Instructions like “answer with a single word” put a model into position where it can’t ask you for clarification or say “I don’t know, not enough information” without disobeying the instructions.
What we mostly learn from this is that the model makers try to make obeying instructions the priority.
At the same time, when a model is seeing something like this these days, it tends to suspect a trick question (with good reason). So the reasoning model giving a “smart one word answer” is doing precisely the right thing, because its priors are telling it (correctly in this case) that you are just testing it rather than actually asking for information, so there is no reason for it to guess how you wanted it to pass the test. Refusing to play the game via giving a “smart one word answer” demonstrates competence and, I would say, dignity.
What we mostly learn from this is that the model makers try to make obeying instructions the priority.
Well, yes, that's certainly an important takeaway. I agree that a "smart one-word answer" is the best possible behavior.
But some caveats.
First, see the "Not only single-word questions" section. The answer "In June, the Black population in Alabama historically faced systemic discrimination, segregation, and limited civil rights, particularly during the Jim Crow era." is just hmm, quite misleading? It suggests that there's something special about Junes. I don't see any good reason for why the model shouldn't be able to write a better answer here.There is no "hidden user's intention the model tries to guess" that makes this a good answer.
Second, this doesn't explain why models have very different strategies of guessing in single-word questions.
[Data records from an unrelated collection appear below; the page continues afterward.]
pub mod dto;
pub mod error;
pub mod models;
pub mod repository;
pub mod services;

use sqlx::{PgPool, postgres::PgPoolOptions};

use crate::error::Result;

/// Shared handle to the Postgres pool, cloned into every request.
#[derive(Debug, Clone)]
pub struct Database {
    pool: PgPool,
}

impl Database {
    pub async fn new(database_url: &str) -> Result<Self> {
        let pool = PgPoolOptions::new()
            .max_connections(10)
            .connect(database_url)
            .await?;

        Ok(Self { pool })
    }

    pub fn from_pool(pool: PgPool) -> Self {
        Self { pool }
    }

    pub fn pool(&self) -> &PgPool {
        &self.pool
    }

    pub async fn run_migrations(&self) -> Result<()> {
        sqlx::migrate!("./migrations").run(&self.pool).await?;
        Ok(())
    }
}
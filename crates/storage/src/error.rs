use thiserror::Error;

#[derive(Debug, Error)]
pub enum StorageError {
    #[error("Database error: {0}")]
    Database(#[from] sqlx::Error),

    #[error("Migration error: {0}")]
    Migration(#[from] sqlx::migrate::MigrateError),

    #[error("Not found")]
    NotFound,

    #[error("Constraint violation: {0}")]
    ConstraintViolation(String),
}

pub type Result<T> = std::result::Result<T, StorageError>;

impl StorageError {
    pub fn is_unique_violation(&self) -> bool {
        matches!(
            self,
            StorageError::Database(sqlx::Error::Database(e))
                if e.code().as_deref() == Some("23505")
        )
    }

    pub fn is_foreign_key_violation(&self) -> bool {
        matches!(
            self,
            StorageError::Database(sqlx::Error::Database(e))
                if e.code().as_deref() == Some("23503")
        )
    }

    /// Turns unique/foreign-key violations into `ConstraintViolation` so the
    /// web layer can answer 409 instead of 500.
    pub fn classify(self, what: &str) -> Self {
        if self.is_unique_violation() {
            StorageError::ConstraintViolation(format!("{} already exists", what))
        } else if self.is_foreign_key_violation() {
            StorageError::ConstraintViolation(format!("{} references a missing entity", what))
        } else {
            self
        }
    }
}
Namely: why 4o usually guesses the way a human would, and 4.1 usually guesses the other way?
Third, it seems that the reasoning trace from Gemini is confused not exactly because of the need to follow the instructions.
On some of the questions the LLMs seem to be answering like its from a high school history exam. For example, for the question "Who ruled Germany on the 7th of December?" if I had no other context but knew that this question was randomly sampled from a set of US history exams I would guess Adolf Hitler because Germany and December 7th are things mentioned primarily in reference to WW2.
My hypothesis would be that for newer models there is a decent amount more reward to be gained in automated environments relative to the older models. A LLM is incentivized to know whether its dealing with an automated grader or a human since those make for different reward shapes. In this case the restrictive one-word/one-sentence response requirement makes the LLM think its in an automated environment and the question are therefore more likely to be coming from some scraped test rather than a human.
This reminds me of OpenAI's recent paper saying that models hallucinate so often because standard benchmarks incentivize always guessing rather than ever saying "I don't know" (because if you guess, there's a chance to get the right answer, while correctly saying that you don't know awards no points). This would then be an instance of the same phenomenon. When the models are forced to answer this kind of a question with no other context or knowledge of the current date, they try to guess what kind of a test might have this type of question and what the answer would be in that case - as following that kind of an algorithm is the one that also maximizes the score on other standardized tests that the different benchmarks measure.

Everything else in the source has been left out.